Only the number is wanted: state how many lines of the data below contain the word "tests".

::: Extracted entries

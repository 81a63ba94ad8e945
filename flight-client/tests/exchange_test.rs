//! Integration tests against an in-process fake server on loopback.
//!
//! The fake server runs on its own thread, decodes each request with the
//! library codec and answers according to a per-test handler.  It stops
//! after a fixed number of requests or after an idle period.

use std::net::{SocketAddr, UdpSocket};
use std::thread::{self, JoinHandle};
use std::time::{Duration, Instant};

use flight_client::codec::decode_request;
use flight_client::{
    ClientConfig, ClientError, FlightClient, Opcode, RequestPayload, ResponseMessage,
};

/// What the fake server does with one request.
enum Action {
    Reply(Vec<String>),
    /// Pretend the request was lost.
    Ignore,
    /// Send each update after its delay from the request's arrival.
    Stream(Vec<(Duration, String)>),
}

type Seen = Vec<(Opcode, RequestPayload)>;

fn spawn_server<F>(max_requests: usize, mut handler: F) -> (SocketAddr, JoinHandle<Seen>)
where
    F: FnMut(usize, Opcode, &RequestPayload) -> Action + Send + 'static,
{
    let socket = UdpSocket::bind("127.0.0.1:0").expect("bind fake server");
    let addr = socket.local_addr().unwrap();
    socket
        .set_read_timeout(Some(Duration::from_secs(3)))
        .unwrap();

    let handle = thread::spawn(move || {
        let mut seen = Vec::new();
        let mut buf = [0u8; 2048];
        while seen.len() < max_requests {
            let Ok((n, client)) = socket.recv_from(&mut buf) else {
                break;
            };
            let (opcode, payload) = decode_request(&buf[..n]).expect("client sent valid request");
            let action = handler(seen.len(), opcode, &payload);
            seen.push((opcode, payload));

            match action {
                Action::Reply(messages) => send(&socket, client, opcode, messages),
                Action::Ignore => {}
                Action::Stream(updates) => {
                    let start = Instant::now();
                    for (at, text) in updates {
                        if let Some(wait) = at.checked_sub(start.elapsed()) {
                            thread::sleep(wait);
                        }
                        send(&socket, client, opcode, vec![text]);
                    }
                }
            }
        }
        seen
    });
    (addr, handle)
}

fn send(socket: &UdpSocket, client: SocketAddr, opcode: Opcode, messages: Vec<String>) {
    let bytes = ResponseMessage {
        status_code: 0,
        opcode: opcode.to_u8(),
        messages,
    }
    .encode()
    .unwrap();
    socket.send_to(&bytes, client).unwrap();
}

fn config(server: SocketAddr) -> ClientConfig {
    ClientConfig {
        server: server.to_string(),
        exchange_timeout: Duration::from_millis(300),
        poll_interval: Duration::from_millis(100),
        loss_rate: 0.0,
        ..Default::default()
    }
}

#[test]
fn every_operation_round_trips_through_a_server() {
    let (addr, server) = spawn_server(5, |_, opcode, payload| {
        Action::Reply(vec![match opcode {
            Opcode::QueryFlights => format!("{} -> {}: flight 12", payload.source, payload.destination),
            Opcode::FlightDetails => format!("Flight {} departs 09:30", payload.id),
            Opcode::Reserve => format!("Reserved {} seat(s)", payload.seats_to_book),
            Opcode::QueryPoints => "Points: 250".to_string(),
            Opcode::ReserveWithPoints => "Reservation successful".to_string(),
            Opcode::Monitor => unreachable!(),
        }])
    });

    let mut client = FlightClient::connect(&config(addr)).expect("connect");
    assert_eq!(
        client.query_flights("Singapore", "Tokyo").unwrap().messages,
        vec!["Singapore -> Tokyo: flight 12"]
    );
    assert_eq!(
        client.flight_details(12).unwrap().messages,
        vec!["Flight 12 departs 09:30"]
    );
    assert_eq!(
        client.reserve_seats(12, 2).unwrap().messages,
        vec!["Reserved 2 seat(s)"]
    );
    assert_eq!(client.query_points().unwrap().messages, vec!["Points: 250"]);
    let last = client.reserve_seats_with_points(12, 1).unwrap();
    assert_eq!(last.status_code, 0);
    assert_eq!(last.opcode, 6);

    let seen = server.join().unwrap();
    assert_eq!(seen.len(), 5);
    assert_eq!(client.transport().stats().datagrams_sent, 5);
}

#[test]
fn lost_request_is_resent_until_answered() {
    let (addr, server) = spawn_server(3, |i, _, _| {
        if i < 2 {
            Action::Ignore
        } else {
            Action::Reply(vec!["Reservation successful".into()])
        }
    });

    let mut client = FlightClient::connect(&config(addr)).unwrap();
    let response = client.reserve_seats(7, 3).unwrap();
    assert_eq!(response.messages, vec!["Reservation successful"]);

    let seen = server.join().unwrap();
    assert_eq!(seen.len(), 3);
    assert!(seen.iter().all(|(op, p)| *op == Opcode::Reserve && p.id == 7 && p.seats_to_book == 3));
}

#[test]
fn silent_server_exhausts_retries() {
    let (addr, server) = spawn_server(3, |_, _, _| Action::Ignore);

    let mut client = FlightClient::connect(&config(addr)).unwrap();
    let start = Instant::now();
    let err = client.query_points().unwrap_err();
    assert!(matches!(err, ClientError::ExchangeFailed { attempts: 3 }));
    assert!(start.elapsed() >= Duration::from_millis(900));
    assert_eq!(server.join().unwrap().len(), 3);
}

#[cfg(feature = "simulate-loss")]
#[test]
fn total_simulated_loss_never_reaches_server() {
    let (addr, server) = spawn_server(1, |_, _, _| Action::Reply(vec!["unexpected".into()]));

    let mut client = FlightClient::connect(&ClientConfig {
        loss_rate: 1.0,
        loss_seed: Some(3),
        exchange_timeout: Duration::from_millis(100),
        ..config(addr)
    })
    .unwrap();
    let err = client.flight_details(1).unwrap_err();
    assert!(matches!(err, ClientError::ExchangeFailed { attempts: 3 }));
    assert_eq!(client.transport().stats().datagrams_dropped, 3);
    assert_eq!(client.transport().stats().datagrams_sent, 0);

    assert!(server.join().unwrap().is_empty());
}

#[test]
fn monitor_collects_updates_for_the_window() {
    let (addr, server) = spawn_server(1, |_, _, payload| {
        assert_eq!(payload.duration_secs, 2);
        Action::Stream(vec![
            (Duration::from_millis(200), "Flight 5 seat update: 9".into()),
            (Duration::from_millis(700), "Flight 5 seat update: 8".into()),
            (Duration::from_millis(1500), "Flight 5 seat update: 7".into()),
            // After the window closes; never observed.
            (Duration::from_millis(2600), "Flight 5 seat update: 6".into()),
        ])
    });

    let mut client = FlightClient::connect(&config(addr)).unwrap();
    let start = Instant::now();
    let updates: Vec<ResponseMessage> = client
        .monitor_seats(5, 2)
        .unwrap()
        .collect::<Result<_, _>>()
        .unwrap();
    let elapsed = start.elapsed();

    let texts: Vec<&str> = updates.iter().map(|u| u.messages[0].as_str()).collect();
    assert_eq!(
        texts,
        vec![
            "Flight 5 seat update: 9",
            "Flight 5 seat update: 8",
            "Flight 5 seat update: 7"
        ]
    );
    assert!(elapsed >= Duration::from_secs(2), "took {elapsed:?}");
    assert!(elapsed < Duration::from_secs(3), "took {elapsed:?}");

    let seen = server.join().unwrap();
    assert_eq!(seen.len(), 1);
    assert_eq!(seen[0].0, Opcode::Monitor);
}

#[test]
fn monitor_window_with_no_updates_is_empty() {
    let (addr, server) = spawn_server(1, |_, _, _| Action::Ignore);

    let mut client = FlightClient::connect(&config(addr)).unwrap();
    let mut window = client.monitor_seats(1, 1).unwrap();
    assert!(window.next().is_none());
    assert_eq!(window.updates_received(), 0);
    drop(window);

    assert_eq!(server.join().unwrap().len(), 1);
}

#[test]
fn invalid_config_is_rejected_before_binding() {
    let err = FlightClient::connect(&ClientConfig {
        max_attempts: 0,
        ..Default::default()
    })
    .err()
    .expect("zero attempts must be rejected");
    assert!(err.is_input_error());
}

::::::
::: Extracted entries

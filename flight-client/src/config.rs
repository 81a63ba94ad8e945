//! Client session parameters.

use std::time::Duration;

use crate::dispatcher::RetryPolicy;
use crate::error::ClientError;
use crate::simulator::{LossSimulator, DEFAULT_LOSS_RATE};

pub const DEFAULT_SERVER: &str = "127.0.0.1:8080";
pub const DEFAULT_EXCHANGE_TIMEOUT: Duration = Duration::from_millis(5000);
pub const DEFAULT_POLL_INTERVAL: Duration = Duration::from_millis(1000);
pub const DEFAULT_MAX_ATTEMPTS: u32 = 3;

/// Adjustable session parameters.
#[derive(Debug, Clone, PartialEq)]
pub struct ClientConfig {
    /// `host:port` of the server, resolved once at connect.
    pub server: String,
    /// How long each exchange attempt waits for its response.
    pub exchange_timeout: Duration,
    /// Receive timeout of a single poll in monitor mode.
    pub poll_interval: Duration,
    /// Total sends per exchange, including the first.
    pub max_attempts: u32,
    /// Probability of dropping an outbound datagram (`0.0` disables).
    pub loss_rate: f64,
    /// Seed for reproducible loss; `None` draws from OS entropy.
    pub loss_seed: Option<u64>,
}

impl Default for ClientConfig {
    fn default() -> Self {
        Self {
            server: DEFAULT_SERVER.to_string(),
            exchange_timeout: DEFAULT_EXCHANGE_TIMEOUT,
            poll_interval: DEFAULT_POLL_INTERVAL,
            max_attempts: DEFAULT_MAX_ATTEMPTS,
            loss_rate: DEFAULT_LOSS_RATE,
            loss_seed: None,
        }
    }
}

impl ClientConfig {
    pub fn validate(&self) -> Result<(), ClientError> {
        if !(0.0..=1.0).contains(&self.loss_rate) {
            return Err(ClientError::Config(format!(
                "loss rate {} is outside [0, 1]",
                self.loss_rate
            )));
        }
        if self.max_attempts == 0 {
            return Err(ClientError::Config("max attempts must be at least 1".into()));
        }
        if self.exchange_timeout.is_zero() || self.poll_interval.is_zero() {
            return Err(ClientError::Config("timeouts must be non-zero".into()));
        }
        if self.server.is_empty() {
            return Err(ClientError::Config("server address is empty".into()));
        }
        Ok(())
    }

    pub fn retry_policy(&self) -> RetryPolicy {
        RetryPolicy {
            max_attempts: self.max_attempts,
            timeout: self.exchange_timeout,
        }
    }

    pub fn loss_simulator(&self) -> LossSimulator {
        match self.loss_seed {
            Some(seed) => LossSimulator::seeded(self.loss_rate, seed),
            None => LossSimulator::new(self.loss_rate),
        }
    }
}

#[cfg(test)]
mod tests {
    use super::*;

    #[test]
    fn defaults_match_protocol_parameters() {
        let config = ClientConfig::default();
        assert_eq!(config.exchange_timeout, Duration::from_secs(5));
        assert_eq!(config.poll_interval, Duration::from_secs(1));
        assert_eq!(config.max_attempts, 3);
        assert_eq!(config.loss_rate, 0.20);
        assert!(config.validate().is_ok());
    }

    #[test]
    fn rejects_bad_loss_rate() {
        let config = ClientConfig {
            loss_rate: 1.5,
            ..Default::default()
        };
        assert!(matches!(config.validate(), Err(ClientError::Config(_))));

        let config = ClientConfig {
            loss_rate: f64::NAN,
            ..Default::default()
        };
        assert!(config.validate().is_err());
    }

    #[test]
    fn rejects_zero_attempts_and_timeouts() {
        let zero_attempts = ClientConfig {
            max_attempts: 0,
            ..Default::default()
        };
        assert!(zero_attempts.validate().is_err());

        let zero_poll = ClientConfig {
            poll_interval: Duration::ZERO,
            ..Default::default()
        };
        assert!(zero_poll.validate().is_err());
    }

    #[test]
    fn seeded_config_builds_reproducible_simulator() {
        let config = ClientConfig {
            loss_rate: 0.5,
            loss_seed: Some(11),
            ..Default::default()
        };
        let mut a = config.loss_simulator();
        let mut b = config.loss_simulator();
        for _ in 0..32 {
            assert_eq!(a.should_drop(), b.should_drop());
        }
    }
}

::::::

◆ Exercise result
3